> [Problem requirements]: From the first line to the last, write out the records below exactly as they appear.

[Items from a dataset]
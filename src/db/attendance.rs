use super::collect_rows;
use crate::libs::attendance::{AttendanceMark, AttendanceRecord, RollCallMark};
use crate::libs::error::StoreResult;
use crate::libs::messages::Message;
use crate::libs::outcome::WriteOutcome;
use chrono::NaiveDate;
use rusqlite::{params, Connection};

/// (student, date) is unique; a repeat mark replaces status and remarks but
/// keeps the original course and row id.
const UPSERT_ATTENDANCE: &str = "
    INSERT INTO attendance (student_id, course_id, attendance_date, status, remarks)
    VALUES (?1, ?2, ?3, ?4, ?5)
    ON CONFLICT(student_id, attendance_date) DO UPDATE SET status = excluded.status, remarks = excluded.remarks
";
const SELECT_BY_DATE: &str = "
    SELECT a.attendance_id, a.student_id, a.course_id, a.attendance_date, a.status, a.remarks,
           s.first_name, s.last_name, c.course_name
    FROM attendance a
    JOIN students s ON a.student_id = s.student_id
    JOIN courses c ON a.course_id = c.course_id
    WHERE a.attendance_date = ?1
    ORDER BY a.student_id
";
const SELECT_BY_DATE_AND_COURSE: &str = "
    SELECT a.attendance_id, a.student_id, a.course_id, a.attendance_date, a.status, a.remarks,
           s.first_name, s.last_name, c.course_name
    FROM attendance a
    JOIN students s ON a.student_id = s.student_id
    JOIN courses c ON a.course_id = c.course_id
    WHERE a.attendance_date = ?1 AND a.course_id = ?2
    ORDER BY a.student_id
";

pub struct AttendanceRepo<'a> {
    conn: &'a Connection,
}

impl<'a> AttendanceRepo<'a> {
    pub fn new(conn: &'a Connection) -> Self {
        Self { conn }
    }

    pub fn mark_attendance(&self, mark: &AttendanceMark) -> WriteOutcome {
        let result = self.conn.execute(
            UPSERT_ATTENDANCE,
            params![mark.student_id, mark.course_id, mark.date, mark.status, mark.remarks],
        );
        match result {
            Ok(affected) => {
                tracing::debug!(student_id = %mark.student_id, date = %mark.date, status = %mark.status, "attendance marked");
                WriteOutcome::ok(Message::AttendanceMarked, affected)
            }
            Err(e) => WriteOutcome::failed(Message::AttendanceError(e.to_string())),
        }
    }

    /// Marks every student of a roll call for `course_id` on `date`. Each mark
    /// commits on its own, so one failure does not undo the others.
    pub fn mark_roll_call(&self, course_id: i64, date: NaiveDate, marks: Vec<RollCallMark>) -> Vec<(String, WriteOutcome)> {
        marks
            .into_iter()
            .map(|entry| {
                let mark = entry.into_mark(course_id, date);
                let outcome = self.mark_attendance(&mark);
                (mark.student_id, outcome)
            })
            .collect()
    }

    /// Marks recorded on `date`, optionally only for one course.
    pub fn get_attendance_by_date(&self, date: NaiveDate, course_id: Option<i64>) -> StoreResult<Vec<AttendanceRecord>> {
        match course_id {
            Some(course_id) => {
                let mut stmt = self.conn.prepare(SELECT_BY_DATE_AND_COURSE)?;
                collect_rows(&mut stmt, params![date, course_id], "attendance", AttendanceRecord::from_row)
            }
            None => {
                let mut stmt = self.conn.prepare(SELECT_BY_DATE)?;
                collect_rows(&mut stmt, params![date], "attendance", AttendanceRecord::from_row)
            }
        }
    }
}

> [Solution]:
filename src/db/attendance.rs
use super::collect_rows;
use crate::libs::attendance::{AttendanceMark, AttendanceRecord, RollCallMark};
use crate::libs::error::StoreResult;
use crate::libs::messages::Message;
use crate::libs::outcome::WriteOutcome;
use chrono::NaiveDate;
use rusqlite::{params, Connection};

/// (student, date) is unique; a repeat mark replaces status and remarks but
/// keeps the original course and row id.
const UPSERT_ATTENDANCE: &str = "
    INSERT INTO attendance (student_id, course_id, attendance_date, status, remarks)
    VALUES (?1, ?2, ?3, ?4, ?5)
    ON CONFLICT(student_id, attendance_date) DO UPDATE SET status = excluded.status, remarks = excluded.remarks
";
const SELECT_BY_DATE: &str = "
    SELECT a.attendance_id, a.student_id, a.course_id, a.attendance_date, a.status, a.remarks,
           s.first_name, s.last_name, c.course_name
    FROM attendance a
    JOIN students s ON a.student_id = s.student_id
    JOIN courses c ON a.course_id = c.course_id
    WHERE a.attendance_date = ?1
    ORDER BY a.student_id
";
const SELECT_BY_DATE_AND_COURSE: &str = "
    SELECT a.attendance_id, a.student_id, a.course_id, a.attendance_date, a.status, a.remarks,
           s.first_name, s.last_name, c.course_name
    FROM attendance a
    JOIN students s ON a.student_id = s.student_id
    JOIN courses c ON a.course_id = c.course_id
    WHERE a.attendance_date = ?1 AND a.course_id = ?2
    ORDER BY a.student_id
";

pub struct AttendanceRepo<'a> {
    conn: &'a Connection,
}

impl<'a> AttendanceRepo<'a> {
    pub fn new(conn: &'a Connection) -> Self {
        Self { conn }
    }

    pub fn mark_attendance(&self, mark: &AttendanceMark) -> WriteOutcome {
        let result = self.conn.execute(
            UPSERT_ATTENDANCE,
            params![mark.student_id, mark.course_id, mark.date, mark.status, mark.remarks],
        );
        match result {
            Ok(affected) => {
                tracing::debug!(student_id = %mark.student_id, date = %mark.date, status = %mark.status, "attendance marked");
                WriteOutcome::ok(Message::AttendanceMarked, affected)
            }
            Err(e) => WriteOutcome::failed(Message::AttendanceError(e.to_string())),
        }
    }

    /// Marks every student of a roll call for `course_id` on `date`. Each mark
    /// commits on its own, so one failure does not undo the others.
    pub fn mark_roll_call(&self, course_id: i64, date: NaiveDate, marks: Vec<RollCallMark>) -> Vec<(String, WriteOutcome)> {
        marks
            .into_iter()
            .map(|entry| {
                let mark = entry.into_mark(course_id, date);
                let outcome = self.mark_attendance(&mark);
                (mark.student_id, outcome)
            })
            .collect()
    }

    /// Marks recorded on `date`, optionally only for one course.
    pub fn get_attendance_by_date(&self, date: NaiveDate, course_id: Option<i64>) -> StoreResult<Vec<AttendanceRecord>> {
        match course_id {
            Some(course_id) => {
                let mut stmt = self.conn.prepare(SELECT_BY_DATE_AND_COURSE)?;
                collect_rows(&mut stmt, params![date, course_id], "attendance", AttendanceRecord::from_row)
            }
            None => {
                let mut stmt = self.conn.prepare(SELECT_BY_DATE)?;
                collect_rows(&mut stmt, params![date], "attendance", AttendanceRecord::from_row)
            }
        }
    }
}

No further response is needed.